Mayor’s Veteran Homelessness Campaign Nears Goal
As the number of homeless veterans in New York City continues to trend sharply downward, the de Blasio administration’s newly reemphasized goal of entirely eliminating veteran homelessness in the five boroughs by the end of the year seems within reach.
The trend began in the last year of the Bloomberg administration, with the number of homeless veterans decreasing 72 percent since the beginning of 2013, after a concerted city-federal effort, to a current estimate total of 1,000 homeless veterans. The estimated total in Jan. 2013 was 3,547; in Jan. 2014, it was 1,645.
“We commit to ending chronic veteran homelessness by the end of this year,” de Blasio said at his State of the City speech on Tuesday. “Those who fight to protect our freedom abroad should never be left without a home.
(The term “chronic,” by the definition of the federal Department of Housing and Urban Development, refers here to “an individual or family with a disabling condition who has been continuously homeless for a year or more or has had at least four episodes of homelessness in the past three years. But a de Blasio spokeswoman told Capital the mayor was referring to an elimination of homelessness among all veterans, both chronically homeless veteransof which there are roughly 75 in the entire cityand the others.)
Federal agencies began work with the Bloomberg administration and city nonprofit organizations after President Obama declared a goal of eliminating veteran homelessness nationwide by 2015.
The New York City Coalition on the Continuum of Care, a group representing homeless advocacy organizations and shelter operators, was charged with overseeing federal homeless housing funding, coordinating with the Mayor’s Office of Veterans’ Affairs and the Veterans Administration. In 2014, according to Supportive Housing Network of New York deputy executive director Nicole Branca, the organizations folded their efforts into a formal initiative called Mission Home.
Notwithstanding de Blasio’s dramatic declaration in the State of the City speech last week, the administration had already committed to end veteran homelessness by 2015 in the housing plan document, Housing New York, which was released in May 2014.
But the city is expanding its effort this year, in hopes of reaching its 2015 goal. According to de Blasio spokeswoman Marti Adams, the city is adding a new veterans preference for supportive housing apartments, which include services like counseling, case management, health, and mental health. She also said the city is creating “an enhanced rapid re-housing program based out of the 30th street DHS shelter now offers staff 12 hours a day to support veterans who might otherwise enter the shelter system.”

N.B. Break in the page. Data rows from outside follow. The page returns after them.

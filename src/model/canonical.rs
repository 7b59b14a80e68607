//! Canonical byte encodings for fingerprinted values
//!
//! Fingerprints are only as stable as the bytes fed to the digest. Values
//! opt in through [`Canonical`], which writes an explicit, tagged encoding
//! that does not depend on memory layout or `Debug` output.

use crate::Result;
use serde::Serialize;
use std::ops::Deref;

const TAG_BOOL: u8 = 0x01;
const TAG_CHAR: u8 = 0x02;
const TAG_UNSIGNED: u8 = 0x03;
const TAG_SIGNED: u8 = 0x04;
const TAG_STR: u8 = 0x05;
const TAG_NONE: u8 = 0x06;
const TAG_SOME: u8 = 0x07;
const TAG_SEQ: u8 = 0x08;
const TAG_TUPLE: u8 = 0x09;
const TAG_SERIALIZED: u8 = 0x0a;

/// A value with a stable canonical byte encoding.
///
/// Two values the caller considers equal must write identical bytes, or
/// lookups will silently miss. `str` and `String` encode the same way, as do
/// integers of the same signedness regardless of width.
pub trait Canonical {
    /// Append the canonical encoding of `self` to `out`
    fn write_canonical(&self, out: &mut Vec<u8>);

    /// The canonical encoding as an owned buffer
    fn canonical_bytes(&self) -> Vec<u8> {
        let mut out = Vec::new();
        self.write_canonical(&mut out);
        out
    }
}

fn write_len(out: &mut Vec<u8>, len: usize) {
    out.extend_from_slice(&(len as u64).to_le_bytes());
}

impl Canonical for bool {
    fn write_canonical(&self, out: &mut Vec<u8>) {
        out.push(TAG_BOOL);
        out.push(*self as u8);
    }
}

impl Canonical for char {
    fn write_canonical(&self, out: &mut Vec<u8>) {
        out.push(TAG_CHAR);
        out.extend_from_slice(&(*self as u32).to_le_bytes());
    }
}

macro_rules! impl_canonical_unsigned {
    ($($ty:ty),+) => {
        $(
            impl Canonical for $ty {
                fn write_canonical(&self, out: &mut Vec<u8>) {
                    out.push(TAG_UNSIGNED);
                    out.extend_from_slice(&(*self as u128).to_le_bytes());
                }
            }
        )+
    };
}

macro_rules! impl_canonical_signed {
    ($($ty:ty),+) => {
        $(
            impl Canonical for $ty {
                fn write_canonical(&self, out: &mut Vec<u8>) {
                    out.push(TAG_SIGNED);
                    out.extend_from_slice(&(*self as i128).to_le_bytes());
                }
            }
        )+
    };
}

impl_canonical_unsigned!(u8, u16, u32, u64, u128, usize);
impl_canonical_signed!(i8, i16, i32, i64, i128, isize);

impl Canonical for str {
    fn write_canonical(&self, out: &mut Vec<u8>) {
        out.push(TAG_STR);
        write_len(out, self.len());
        out.extend_from_slice(self.as_bytes());
    }
}

impl Canonical for String {
    fn write_canonical(&self, out: &mut Vec<u8>) {
        self.as_str().write_canonical(out);
    }
}

impl<T: Canonical + ?Sized> Canonical for &T {
    fn write_canonical(&self, out: &mut Vec<u8>) {
        (**self).write_canonical(out);
    }
}

impl<T: Canonical + ?Sized> Canonical for Box<T> {
    fn write_canonical(&self, out: &mut Vec<u8>) {
        (**self).write_canonical(out);
    }
}

impl<T: Canonical> Canonical for Option<T> {
    fn write_canonical(&self, out: &mut Vec<u8>) {
        match self {
            None => out.push(TAG_NONE),
            Some(value) => {
                out.push(TAG_SOME);
                value.write_canonical(out);
            }
        }
    }
}

impl<T: Canonical> Canonical for [T] {
    fn write_canonical(&self, out: &mut Vec<u8>) {
        out.push(TAG_SEQ);
        write_len(out, self.len());
        for item in self {
            item.write_canonical(out);
        }
    }
}

impl<T: Canonical, const N: usize> Canonical for [T; N] {
    fn write_canonical(&self, out: &mut Vec<u8>) {
        self.as_slice().write_canonical(out);
    }
}

impl<T: Canonical> Canonical for Vec<T> {
    fn write_canonical(&self, out: &mut Vec<u8>) {
        self.as_slice().write_canonical(out);
    }
}

macro_rules! impl_canonical_tuple {
    ($arity:expr => $($name:ident),+) => {
        impl<$($name: Canonical),+> Canonical for ($($name,)+) {
            #[allow(non_snake_case)]
            fn write_canonical(&self, out: &mut Vec<u8>) {
                out.push(TAG_TUPLE);
                out.push($arity);
                let ($($name,)+) = self;
                $($name.write_canonical(out);)+
            }
        }
    };
}

impl_canonical_tuple!(1 => A);
impl_canonical_tuple!(2 => A, B);
impl_canonical_tuple!(3 => A, B, C);
impl_canonical_tuple!(4 => A, B, C, D);

/// Any serde value, encoded once with bincode.
///
/// The encoding is computed at construction so that writing it can never
/// fail, and it is kept alongside the value for the value's lifetime.
#[derive(Clone, Debug)]
pub struct Serialized<T> {
    value: T,
    bytes: Vec<u8>,
}

impl<T: Serialize> Serialized<T> {
    /// Wrap a value, computing its bincode encoding
    pub fn new(value: T) -> Result<Self> {
        let bytes = bincode::serialize(&value)?;
        Ok(Serialized { value, bytes })
    }

    /// Unwrap the value
    pub fn into_inner(self) -> T {
        self.value
    }
}

impl<T> Deref for Serialized<T> {
    type Target = T;

    fn deref(&self) -> &T {
        &self.value
    }
}

impl<T: PartialEq> PartialEq for Serialized<T> {
    fn eq(&self, other: &Self) -> bool {
        self.value == other.value
    }
}

impl<T: Eq> Eq for Serialized<T> {}

impl<T> Canonical for Serialized<T> {
    fn write_canonical(&self, out: &mut Vec<u8>) {
        out.push(TAG_SERIALIZED);
        write_len(out, self.bytes.len());
        out.extend_from_slice(&self.bytes);
    }
}

#[cfg(test)]
mod tests {
    use super::*;
    use serde::Deserialize;

    #[test]
    fn test_str_and_string_agree() {
        let owned = String::from("alice");
        assert_eq!(owned.canonical_bytes(), "alice".canonical_bytes());
        assert_eq!((&owned).canonical_bytes(), owned.canonical_bytes());
    }

    #[test]
    fn test_integer_width_does_not_matter() {
        assert_eq!(7u8.canonical_bytes(), 7u64.canonical_bytes());
        assert_eq!((-7i16).canonical_bytes(), (-7i64).canonical_bytes());
        assert_ne!(7u32.canonical_bytes(), 7i32.canonical_bytes());
    }

    #[test]
    fn test_types_are_tagged() {
        assert_ne!("1".canonical_bytes(), 1u32.canonical_bytes());
        assert_ne!(true.canonical_bytes(), 1u8.canonical_bytes());
        assert_ne!('a'.canonical_bytes(), "a".canonical_bytes());
        assert_ne!(None::<u8>.canonical_bytes(), Some(0u8).canonical_bytes());
    }

    #[test]
    fn test_lengths_prevent_concatenation_ambiguity() {
        assert_ne!(("ab", "c").canonical_bytes(), ("a", "bc").canonical_bytes());
        assert_ne!(
            vec![vec![1u8], vec![]].canonical_bytes(),
            vec![vec![], vec![1u8]].canonical_bytes()
        );
    }

    #[test]
    fn test_sequences_agree_across_containers() {
        let v = vec![1u32, 2, 3];
        let a = [1u32, 2, 3];
        assert_eq!(v.canonical_bytes(), a.canonical_bytes());
        assert_eq!(v.canonical_bytes(), v.as_slice().canonical_bytes());
    }

    #[test]
    fn test_serialized_is_stable() {
        #[derive(Serialize, Deserialize, PartialEq, Debug)]
        struct Point {
            x: i32,
            y: i32,
        }

        let p1 = Serialized::new(Point { x: 1, y: 2 }).unwrap();
        let p2 = Serialized::new(Point { x: 1, y: 2 }).unwrap();
        let p3 = Serialized::new(Point { x: 2, y: 1 }).unwrap();

        assert_eq!(p1.canonical_bytes(), p2.canonical_bytes());
        assert_ne!(p1.canonical_bytes(), p3.canonical_bytes());
        assert_eq!(p1, p2);
        assert_eq!(p1.x, 1);
        assert_eq!(p3.into_inner(), Point { x: 2, y: 1 });
    }
}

And, Adams said, the city will use a rental subsidy program created this fall, called Living in Communities, to house veterans.
Once the 1,000 homeless veterans are housed, Adams said, the administration will ensure that there are programs to quickly house any newly homeless veterans. Some advocates refer to this concept as “functional zero.”
“A big part of ending veteran homelessness is ensuring a rapid response system is in place to address immediate needs of newly homeless veterans, and that housing supply meets demand on a consistent basis, and thats what the city is committing to putting in place,” Adams said.
*The 2013 and 2014 estimates were conducted as part of the Homeless Outreach Population Estimate. The estimate for 2015 is a rough estimate provided by the de Blasio administration. The 2015 HOPE count was on Monday and the results are not available yet.